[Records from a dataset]
========

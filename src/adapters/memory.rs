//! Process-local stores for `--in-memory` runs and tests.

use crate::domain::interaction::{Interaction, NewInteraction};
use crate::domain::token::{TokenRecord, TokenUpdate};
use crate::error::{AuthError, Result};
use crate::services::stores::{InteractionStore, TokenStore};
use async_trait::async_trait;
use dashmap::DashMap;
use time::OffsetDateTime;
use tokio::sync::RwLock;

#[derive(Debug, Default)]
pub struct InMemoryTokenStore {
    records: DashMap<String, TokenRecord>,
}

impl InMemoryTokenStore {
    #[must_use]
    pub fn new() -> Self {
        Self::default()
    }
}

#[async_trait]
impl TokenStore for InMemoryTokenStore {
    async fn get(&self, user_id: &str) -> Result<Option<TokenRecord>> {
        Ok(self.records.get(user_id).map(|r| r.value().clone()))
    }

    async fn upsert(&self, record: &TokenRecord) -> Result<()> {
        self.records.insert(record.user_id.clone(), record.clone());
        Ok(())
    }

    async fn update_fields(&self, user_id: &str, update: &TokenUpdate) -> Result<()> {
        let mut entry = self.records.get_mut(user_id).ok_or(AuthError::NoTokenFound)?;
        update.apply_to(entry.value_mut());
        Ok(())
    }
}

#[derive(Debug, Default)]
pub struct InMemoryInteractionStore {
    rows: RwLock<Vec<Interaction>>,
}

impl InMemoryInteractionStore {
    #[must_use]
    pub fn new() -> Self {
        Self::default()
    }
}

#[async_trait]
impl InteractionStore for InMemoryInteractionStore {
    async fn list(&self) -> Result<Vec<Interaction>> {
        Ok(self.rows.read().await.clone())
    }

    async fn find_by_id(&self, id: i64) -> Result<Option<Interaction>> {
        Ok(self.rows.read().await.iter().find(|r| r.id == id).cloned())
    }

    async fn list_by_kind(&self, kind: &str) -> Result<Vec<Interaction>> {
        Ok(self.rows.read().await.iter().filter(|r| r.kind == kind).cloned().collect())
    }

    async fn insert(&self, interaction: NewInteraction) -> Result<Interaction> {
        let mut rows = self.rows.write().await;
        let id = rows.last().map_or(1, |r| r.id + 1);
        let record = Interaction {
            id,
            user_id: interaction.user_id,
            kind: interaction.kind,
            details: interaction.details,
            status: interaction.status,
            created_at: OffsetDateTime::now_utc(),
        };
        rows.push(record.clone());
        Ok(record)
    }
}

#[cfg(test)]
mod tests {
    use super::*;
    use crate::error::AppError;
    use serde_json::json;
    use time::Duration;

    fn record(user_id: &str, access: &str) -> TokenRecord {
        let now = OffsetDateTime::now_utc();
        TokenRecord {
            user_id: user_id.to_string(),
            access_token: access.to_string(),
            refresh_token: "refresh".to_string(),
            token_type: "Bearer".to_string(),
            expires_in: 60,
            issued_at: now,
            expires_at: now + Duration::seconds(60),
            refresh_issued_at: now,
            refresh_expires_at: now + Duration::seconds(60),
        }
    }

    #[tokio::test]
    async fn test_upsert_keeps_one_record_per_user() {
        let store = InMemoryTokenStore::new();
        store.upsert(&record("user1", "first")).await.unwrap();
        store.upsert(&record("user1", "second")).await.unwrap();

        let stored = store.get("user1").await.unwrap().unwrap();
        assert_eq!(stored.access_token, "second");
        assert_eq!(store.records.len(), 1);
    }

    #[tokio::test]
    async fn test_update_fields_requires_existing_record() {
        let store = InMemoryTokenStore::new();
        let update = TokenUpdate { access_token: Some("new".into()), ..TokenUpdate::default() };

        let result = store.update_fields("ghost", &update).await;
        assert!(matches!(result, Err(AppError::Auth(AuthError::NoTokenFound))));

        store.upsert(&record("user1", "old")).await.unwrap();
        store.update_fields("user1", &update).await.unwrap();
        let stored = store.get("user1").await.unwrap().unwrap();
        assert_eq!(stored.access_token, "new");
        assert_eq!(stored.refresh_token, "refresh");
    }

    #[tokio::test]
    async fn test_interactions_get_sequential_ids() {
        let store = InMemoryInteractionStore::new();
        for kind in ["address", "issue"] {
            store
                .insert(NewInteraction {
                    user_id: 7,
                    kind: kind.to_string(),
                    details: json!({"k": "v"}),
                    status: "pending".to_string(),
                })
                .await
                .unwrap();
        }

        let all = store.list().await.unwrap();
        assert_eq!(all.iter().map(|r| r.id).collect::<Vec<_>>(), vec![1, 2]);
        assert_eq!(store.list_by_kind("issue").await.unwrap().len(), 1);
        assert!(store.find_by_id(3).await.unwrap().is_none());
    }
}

========

## INSTRUCTIONS TO FOLLOW
Your answer must be one number: how many lines of the data contain "DashMap".

## RESPONSE AREA
2